Learn about the Linux command which can help you troubleshoot why apps and services fail to start.

If you’ve used any modern Linux distribution, chances are good you have become familiar with systemd. You might have also happened upon a systemd issue when an app or service refuses to start. When that’s the case, you might have found yourself in a situation where you’re not quite sure how to begin troubleshooting.

Fortunately for every Linux admin, there’s a built-in tool to help you with that. Said tool is journalctl. Journalctl is the utility used for querying the systemd logging utility, journald. With the help of journald and journalctl, you can begin the process of troubleshooting why a service is refusing to start. Journald also tracks logs to a specific boot. With this mechanism, you can compare system boots to see when a service was working properly versus when it wasn’t.

I want to show you how to use the journalctl command by way of a few examples. This should give you plenty of information to start troubleshooting your own systemd start issues.

What you’ll need

The only thing you’ll need to work with journalctl is a Linux distribution which makes use of systemd.

The basic command

Open a terminal window and issue the command journalctl. You should see all output from the systemd logs (Figure A).

Figure A

The output of the journalctl command.

Each log entry begins with the month, the day of the month, and the time.
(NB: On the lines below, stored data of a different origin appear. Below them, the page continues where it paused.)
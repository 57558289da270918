//! Utility functions for sensor display formatting.

pub mod format;

pub use format::{humanize_status, round_to};
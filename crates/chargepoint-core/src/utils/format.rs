/// Turn a vendor status like `IN_USE` into `In Use`.
pub fn humanize_status(status: &str) -> String {
    status
        .split(|c: char| c == '_' || c.is_whitespace())
        .filter(|word| !word.is_empty())
        .map(|word| {
            let mut chars = word.chars();
            match chars.next() {
                Some(first) => first
                    .to_uppercase()
                    .chain(chars.flat_map(|c| c.to_lowercase()))
                    .collect(),
                None => String::new(),
            }
        })
        .collect::<Vec<String>>()
        .join(" ")
}

/// Round to a fixed number of decimal places
pub fn round_to(value: f64, places: u32) -> f64 {
    let factor = 10f64.powi(places as i32);
    (value * factor).round() / factor
}

#[cfg(test)]
mod tests {
    use super::*;

    #[test]
    fn test_humanize_status() {
        assert_eq!(humanize_status("IN_USE"), "In Use");
        assert_eq!(humanize_status("fully_charged"), "Fully Charged");
        assert_eq!(humanize_status("AVAILABLE"), "Available");
        assert_eq!(humanize_status(""), "");
    }

    #[test]
    fn test_round_to() {
        assert_eq!(round_to(7.2, 2), 7.2);
        assert_eq!(round_to(3.456, 2), 3.46);
        assert_eq!(round_to(15.123, 2), 15.12);
        assert_eq!(round_to(2.0, 0), 2.0);
    }
}
//! ChargePoint home charger integration core.
//!
//! Reads account balance and home charger state from the ChargePoint cloud
//! and exposes it as host sensors. The host owns scheduling and storage:
//!
//! - [`config_flow`] turns a username and password into a [`ConfigEntry`]
//! - [`Coordinator`] polls the account when the host calls `refresh()`
//! - [`entities`] project each published update into sensor states

pub mod api;
pub mod auth;
pub mod config;
pub mod config_flow;
pub mod coordinator;
pub mod entities;
pub mod models;
pub mod utils;

pub use api::{ApiClient, ApiError, ApiResult, AuthError, Endpoints};
pub use auth::{Credentials, SessionToken};
pub use config::{ConfigEntries, ConfigEntry, Options};
pub use config_flow::{ConfigError, ConfigFlow, FlowStep};
pub use coordinator::{Coordinator, CoordinatorData, CoordinatorUpdate, RefreshOutcome};
pub use entities::{build_sensors, Sensor, SensorState, SensorValue};
pub use models::{AccountSnapshot, ChargerId, ChargerSnapshot, ChargerState, ChargingSession};
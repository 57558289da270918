//! REST API client module for ChargePoint services.
//!
//! This module provides the `ApiClient` for logging in to a ChargePoint
//! driver account and reading its balance, home chargers and active
//! charging session.
//!
//! Authenticated calls carry the session id issued at login as the
//! `coulomb_sess` cookie.

pub mod client;
pub mod error;

pub use client::{ApiClient, Endpoints, HomeChargerStatus, HomeChargerTechnicalInfo};
pub use error::{ApiError, ApiResult, AuthError};
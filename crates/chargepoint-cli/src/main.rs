//! ChargePoint command line host.
//!
//! Sets up one ChargePoint account and polls it, printing every sensor the
//! integration exposes. Usage:
//!
//! ```text
//! chargepoint setup
//! chargepoint reauth
//! chargepoint options <seconds>
//! chargepoint status
//! chargepoint run
//! chargepoint remove
//! ```

mod commands;
mod credentials;
mod store;

use std::io;

use anyhow::Result;
use tracing::info;
use tracing_appender::non_blocking::WorkerGuard;
use tracing_subscriber::{fmt, prelude::*, EnvFilter};

use store::EntryStore;

/// When set, logs are also written to a daily rolling file in this directory
const LOG_DIR_ENV: &str = "CHARGEPOINT_LOG_DIR";

const LOG_FILE_PREFIX: &str = "chargepoint.log";

const USAGE: &str = "\
Usage: chargepoint <command>

Commands:
  setup              Add the ChargePoint account
  reauth             Update the stored password
  options <seconds>  Set the poll interval (30, 60, 180, 300, 600)
  status             Poll once and print every sensor
  run                Poll on the configured interval
  remove             Forget the account";

/// Initialize the tracing subscriber for logging.
///
/// The returned guard flushes the log file and must live until exit.
fn init_tracing() -> Option<WorkerGuard> {
    // Use RUST_LOG env var to control log level (e.g., RUST_LOG=chargepoint_core=debug)
    let filter = EnvFilter::try_from_default_env().unwrap_or_else(|_| EnvFilter::new("warn"));

    let (file_layer, guard) = match std::env::var(LOG_DIR_ENV) {
        Ok(dir) => {
            let appender = tracing_appender::rolling::daily(dir, LOG_FILE_PREFIX);
            let (writer, guard) = tracing_appender::non_blocking(appender);
            (
                Some(fmt::layer().with_writer(writer).with_ansi(false)),
                Some(guard),
            )
        }
        Err(_) => (None, None),
    };

    tracing_subscriber::registry()
        .with(fmt::layer().with_writer(io::stderr))
        .with(file_layer)
        .with(filter)
        .init();

    guard
}

#[tokio::main]
async fn main() -> Result<()> {
    // Load .env file if present (silently ignore if not found)
    let _ = dotenvy::dotenv();

    let _log_guard = init_tracing();

    let args: Vec<String> = std::env::args().skip(1).collect();
    let Some(command) = args.first() else {
        eprintln!("{}", USAGE);
        std::process::exit(2);
    };

    let mut store = EntryStore::load()?;
    info!(command = %command, path = %store.path().display(), "ChargePoint CLI starting");

    match command.as_str() {
        "setup" => commands::setup(&mut store).await,
        "reauth" => commands::reauth(&mut store).await,
        "options" => match args.get(1) {
            Some(seconds) => commands::options(&mut store, seconds),
            None => anyhow::bail!("Missing poll interval\n\n{}", USAGE),
        },
        "status" => commands::status(store).await,
        "run" => commands::run(store).await,
        "remove" => commands::remove(&mut store),
        "-h" | "--help" | "help" => {
            println!("{}", USAGE);
            Ok(())
        }
        other => anyhow::bail!("Unknown command {:?}\n\n{}", other, USAGE),
    }
}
Following the date/time entries, you’ll see the system hostname. After the hostname, you’ll see the service associated with the entry and that service’s Process ID (PID). The last bit of the entry will be the actual journald information for the service. A single entry looks like:

Aug 21 07:59:22 bionicserver sshd[30779]: Protocol major versions differ for port 58554: SSH-2.0-OpenSSH_7.6p1 Ubuntu-4ubuntu0.3 vs. SSH-1.99-OpenNMS_1.5

Scroll through enough of the output and you might come across an error (Figure B). Case in point, an error associated with VirtualBox indicating it cannot set config #1, which is error -32. Google that and you’ll find it is related to a specific external USB devices. 

Figure B

Boot entries

If you want to list out only the boot process and how services fared during the booting of the system, issue the command:

journalctl -b

This will list entries of the boot journal for the most recent boot of the system (Figure C).

Figure C

Say you want to see the journal output of the previous boot. If the current boot is 0, the previous boot would be -1. That command would be:

journalctl -b -1

The boot prior to that would be:

journalctl -b -2

Continue on like that, until you find the boot journal you’re looking for. That is a very handy way to compare your current boot (one that might have issues) to a previous boot instance where certain services failed to start.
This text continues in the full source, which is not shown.